Looking back the way I had come, I saw my tracks rapidly filling with blowing snow. The valley below was all but invisible in a shroud of misty swirling white. Any elk in the vicinity were settled in to thickest cover, waiting it out. There was absolutely no sign of game. As I began to carefully work my way up the ridge, I felt utterly alone.

Of course, I was not alone.

When the four of us - my brother Val and my pals Sparky and Walleye - had parted ways at the trailhead at dawn, we planned to cover the draws and ridges that would lead us all to the same general location. We started in wet grass on the valley bottom, each of us working our way up steep slopes to eventually reach the snow that might stay all winter. Now, my companions were somewhere not far away.

Ascending the ridge, I walked slowly upward through forest that afforded 30 or 40 yards of good visibility in case an elk was unlucky enough to be hanging around. In the swirling snow, I tried to keep track of my route, making mental notes of particular wrinkles in the landscape, a large old Douglas fir, a spot where the ridge dropped away to the south with a fleeting glimpse of the drainage below, and a tangle of undergrowth and dog hair thickets on the north slope clawing out onto the ridge top.

The summit wasn’t far ahead when I opted to turn around, tired of fighting to see through the blowing snow. On the way down, trying to follow my own tracks, I repeatedly stopped to consult my map and my compass to make sure I knew where I was. But before long I had lost my own trail and could not identify the various landmarks I had hoped to provide me with a little guidance.

So, I was relieved when I saw fresh boot tracks cross the ridge. Thinking it must be Walleye, I followed for a while hoping to catch up, but when the tracks plunged over the side and headed straight for the nastiest, thickest part of the slope, I chose to return to the ridge.

But now, everything was strangely unfamiliar. The farther I went, carefully picking my way downward, the more I knew I was not where I wanted to be. I was on the steepest and thickest part of the south slope, grabbing onto saplings with every step to keep from slipping and falling. I couldn’t help thinking how much harder it would be for my 60-year-old body to endure a dramatic crash landing than it would have been in my youth. I even conjured a broken leg and the long, cold wait that would ensue before help arrived. And I stepped ever more carefully.

With great relief, I finally attained the bottom of a steep draw where a game trail threaded its way down. It seemed to go on and on, all completely unfamiliar. It was another hour before the slope became gentler, and still another mile or so before the valley bottomed out and I knew that the road and the rig weren’t far ahead.
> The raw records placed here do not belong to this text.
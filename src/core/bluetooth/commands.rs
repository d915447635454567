//! JBD battery monitor commands
//! This module builds the read request frames sent to the battery monitor

use crate::core::bluetooth::frame::{FRAME_END, FRAME_START, checksum};

/// Marks a request as a register read
pub const JBD_CMD_READ: u8 = 0xA5;

/// Battery monitor commands
#[derive(Debug, Clone, Copy, PartialEq, Eq)]
pub enum BmsCommand {
    /// Hardware / status info: voltage, current, capacity, SoC (0x03)
    HardwareInfo,
    /// Per-cell voltages (0x04)
    CellInfo,
}

impl BmsCommand {
    pub const fn code(self) -> u8 {
        match self {
            Self::HardwareInfo => 0x03,
            Self::CellInfo => 0x04,
        }
    }

    pub fn from_code(code: u8) -> Option<Self> {
        match code {
            0x03 => Some(Self::HardwareInfo),
            0x04 => Some(Self::CellInfo),
            _ => None,
        }
    }

    /// Convert the command to its read request frame
    ///
    /// `DD A5 <cmd> 00 <crc_hi> <crc_lo> 77`, the checksum covering the
    /// command and length bytes.
    pub fn to_bytes(self) -> [u8; 7] {
        let command = self.code();
        let length = 0x00;
        let [crc_hi, crc_lo] = checksum(&[command, length]).to_be_bytes();
        [FRAME_START, JBD_CMD_READ, command, length, crc_hi, crc_lo, FRAME_END]
    }
}

#[cfg(test)]
mod tests {
    use super::*;

    #[test]
    fn hardware_info_request_is_byte_exact() {
        assert_eq!(
            BmsCommand::HardwareInfo.to_bytes(),
            [0xDD, 0xA5, 0x03, 0x00, 0xFF, 0xFD, 0x77]
        );
    }

    #[test]
    fn cell_info_request_is_byte_exact() {
        assert_eq!(
            BmsCommand::CellInfo.to_bytes(),
            [0xDD, 0xA5, 0x04, 0x00, 0xFF, 0xFC, 0x77]
        );
    }

    #[test]
    fn codes_round_trip() {
        assert_eq!(BmsCommand::from_code(0x03), Some(BmsCommand::HardwareInfo));
        assert_eq!(BmsCommand::from_code(0x04), Some(BmsCommand::CellInfo));
        assert_eq!(BmsCommand::from_code(0x05), None);
    }
}
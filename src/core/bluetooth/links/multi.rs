//! Multi-characteristic link for the robot control service
//!
//! Every published value lives in its own characteristic. All of them are
//! subscribed and read once during setup; later updates arrive as
//! notifications and go through the same decoders.

use log::{debug, info, warn};
use uuid::Uuid;

use crate::config::LinkConfig;
use crate::core::bluetooth::constants::{
    ROBOT_NAME_PREFIX, UUID_ROBOT_BATTERY_VOLTAGE_CHAR, UUID_ROBOT_IDENTITY_CHAR,
    UUID_ROBOT_PLAY_STATE_CHAR, UUID_ROBOT_SERVICE, UUID_ROBOT_WIFI_LIST_CHAR,
    UUID_ROBOT_WIFI_SSID_CHAR,
};
use crate::core::bluetooth::device::DeviceDescriptor;
use crate::core::bluetooth::links::{DeviceLink, LinkError, LinkEvent, Session, SessionStep, differs, resolve};
use crate::core::bluetooth::transport::{SessionId, Transport, TransportEvent, WriteMode};
use crate::core::bluetooth::types::{
    ConnectionState, DeviceKind, PlayState, RobotTelemetry, Telemetry, TelemetryField,
};

/// Characteristics the link subscribes to, in setup order.
const ROBOT_CHARACTERISTICS: [Uuid; 5] = [
    UUID_ROBOT_PLAY_STATE_CHAR,
    UUID_ROBOT_WIFI_SSID_CHAR,
    UUID_ROBOT_WIFI_LIST_CHAR,
    UUID_ROBOT_BATTERY_VOLTAGE_CHAR,
    UUID_ROBOT_IDENTITY_CHAR,
];

pub struct MultiCharacteristicLink {
    session: Session,
    epsilon: f32,
    /// Characteristics present on the connected device
    resolved: Vec<Uuid>,
    telemetry: RobotTelemetry,
}

impl MultiCharacteristicLink {
    pub fn new(
        descriptor: &DeviceDescriptor,
        session_id: SessionId,
        transport: Box<dyn Transport>,
        config: &LinkConfig,
    ) -> Self {
        Self {
            session: Session::new("MultiCharacteristicLink", UUID_ROBOT_SERVICE, descriptor, session_id, transport),
            epsilon: config.telemetry_epsilon,
            resolved: Vec::new(),
            telemetry: RobotTelemetry::default(),
        }
    }

    pub fn telemetry(&self) -> &RobotTelemetry {
        &self.telemetry
    }

    fn setup(&mut self, characteristics: &[Uuid], events: &mut Vec<LinkEvent>) {
        if resolve(characteristics, UUID_ROBOT_PLAY_STATE_CHAR).is_none() {
            self.session.fail("Play state characteristic not found", events);
            return;
        }

        self.resolved = ROBOT_CHARACTERISTICS
            .iter()
            .filter_map(|uuid| resolve(characteristics, *uuid))
            .collect();
        if self.resolved.len() < ROBOT_CHARACTERISTICS.len() {
            debug!(
                "{}: {} of {} robot characteristics present",
                self.session.address(),
                self.resolved.len(),
                ROBOT_CHARACTERISTICS.len()
            );
        }

        for uuid in self.resolved.clone() {
            self.session.transport().enable_notifications(uuid);
        }
        for uuid in self.resolved.clone() {
            self.session.transport().read(uuid);
        }

        self.session.set_state(ConnectionState::Ready, events);
        info!("{}: robot connection ready", self.session.address());
    }

    fn release(&mut self) {
        self.resolved.clear();
    }

    fn writable(&self, characteristic: Uuid) -> Result<Uuid, LinkError> {
        if !self.session.is_ready() {
            return Err(LinkError::NotReady(self.session.state()));
        }
        resolve(&self.resolved, characteristic).ok_or(LinkError::CharacteristicUnavailable(characteristic))
    }

    fn on_value(&mut self, characteristic: Uuid, value: &[u8], events: &mut Vec<LinkEvent>) {
        let changed = match characteristic {
            UUID_ROBOT_PLAY_STATE_CHAR => self.decode_play_state(value),
            UUID_ROBOT_WIFI_SSID_CHAR => self.decode_wifi_ssid(value),
            UUID_ROBOT_WIFI_LIST_CHAR => self.decode_wifi_list(value),
            UUID_ROBOT_BATTERY_VOLTAGE_CHAR => self.decode_battery_voltage(value),
            UUID_ROBOT_IDENTITY_CHAR => self.decode_identity(value, events),
            other => {
                debug!("{}: value for unknown characteristic {}", self.session.address(), other);
                None
            }
        };

        if let Some(field) = changed {
            debug!("{}: {:?} updated", self.session.name(), field);
            events.push(LinkEvent::FieldChanged(field));
            events.push(LinkEvent::TelemetryUpdated(Telemetry::Robot(self.telemetry.clone())));
        }
    }

    fn decode_play_state(&mut self, value: &[u8]) -> Option<TelemetryField> {
        let state = *value.first()?;
        if state == self.telemetry.play_state {
            return None;
        }
        self.telemetry.play_state = state;
        Some(TelemetryField::PlayState)
    }

    fn decode_wifi_ssid(&mut self, value: &[u8]) -> Option<TelemetryField> {
        let ssid = String::from_utf8_lossy(value);
        if ssid == self.telemetry.wifi_ssid {
            return None;
        }
        self.telemetry.wifi_ssid = ssid.into_owned();
        Some(TelemetryField::WifiSsid)
    }

    /// Newline separated network names, empty entries skipped.
    fn decode_wifi_list(&mut self, value: &[u8]) -> Option<TelemetryField> {
        let networks: Vec<String> = String::from_utf8_lossy(value)
            .split('\n')
            .filter(|entry| !entry.is_empty())
            .map(str::to_owned)
            .collect();
        if networks == self.telemetry.wifi_networks {
            return None;
        }
        debug!("{}: {} wifi networks", self.session.name(), networks.len());
        self.telemetry.wifi_networks = networks;
        Some(TelemetryField::WifiNetworks)
    }

    /// Little-endian f32 in volts.
    fn decode_battery_voltage(&mut self, value: &[u8]) -> Option<TelemetryField> {
        let bytes: [u8; 4] = value.get(..4)?.try_into().ok()?;
        let voltage = f32::from_le_bytes(bytes);
        if !differs(self.telemetry.battery_voltage, voltage, self.epsilon) {
            return None;
        }
        self.telemetry.battery_voltage = voltage;
        Some(TelemetryField::BatteryVoltage)
    }

    /// A non-empty identity also becomes the display name.
    fn decode_identity(&mut self, value: &[u8], events: &mut Vec<LinkEvent>) -> Option<TelemetryField> {
        let identity = String::from_utf8_lossy(value);
        if identity == self.telemetry.identity {
            return None;
        }
        self.telemetry.identity = identity.into_owned();
        if !self.telemetry.identity.is_empty() {
            let name = format!("{}{}", ROBOT_NAME_PREFIX, self.telemetry.identity);
            self.session.rename(name, events);
        }
        Some(TelemetryField::Identity)
    }
}

impl DeviceLink for MultiCharacteristicLink {
    fn kind(&self) -> DeviceKind {
        DeviceKind::CustomRobot
    }

    fn session(&self) -> &Session {
        &self.session
    }

    fn session_mut(&mut self) -> &mut Session {
        &mut self.session
    }

    fn disconnect(&mut self) -> Vec<LinkEvent> {
        let mut events = Vec::new();
        self.release();
        self.session.teardown(&mut events);
        events
    }

    fn handle_transport_event(&mut self, event: TransportEvent) -> Vec<LinkEvent> {
        let mut events = Vec::new();
        match self.session.advance(event, &mut events) {
            Some(SessionStep::Resolve(characteristics)) => self.setup(&characteristics, &mut events),
            Some(SessionStep::Value { characteristic, value }) => {
                self.on_value(characteristic, &value, &mut events)
            }
            Some(SessionStep::Closed) => self.release(),
            None => {}
        }
        events
    }

    fn write_play_state(&mut self, state: PlayState) -> Result<(), LinkError> {
        let characteristic = self.writable(UUID_ROBOT_PLAY_STATE_CHAR).inspect_err(|err| {
            warn!("Cannot write play state to {}: {}", self.session.address(), err);
        })?;
        debug!("Writing play state {:?} to {}", state, self.session.address());
        self.session
            .transport()
            .write(characteristic, &[u8::from(state)], WriteMode::WithResponse);
        Ok(())
    }

    fn write_wifi_ssid(&mut self, ssid: &str) -> Result<(), LinkError> {
        let characteristic = self.writable(UUID_ROBOT_WIFI_SSID_CHAR).inspect_err(|err| {
            warn!("Cannot write WiFi SSID to {}: {}", self.session.address(), err);
        })?;
        debug!("Writing WiFi SSID {:?} to {}", ssid, self.session.address());
        self.session
            .transport()
            .write(characteristic, ssid.as_bytes(), WriteMode::WithResponse);
        Ok(())
    }
}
I emerged from the forest to see that I was nowhere near where I had expected to come out. To my consternation, I knew I was more than a mile from the truck and a whole drainage north of where I thought I was. I walked by a camp and was greeted by one of the hunters milling around a warm fire.

“See anything?” he asked.

“Not a track,” I replied.

“Where did you come in from?” he asked.

“Oh, down the pike a ways,” I said, trying to act nonchalant.

Later, when I met up with Walleye, I mentioned how difficult it had been to get my bearings in the blowing snow.

“It was like a whiteout up there,” I exclaimed.

“Sheesh, that was no whiteout. What are you talking about?” Walleye responded.

I didn’t need that. I was already feeling my age.

Old or not, or even a little turned around, there is no such thing as a bad day on the hunt. And as this hunting season rolls to a close, I know that every one of those days afield is a bonus.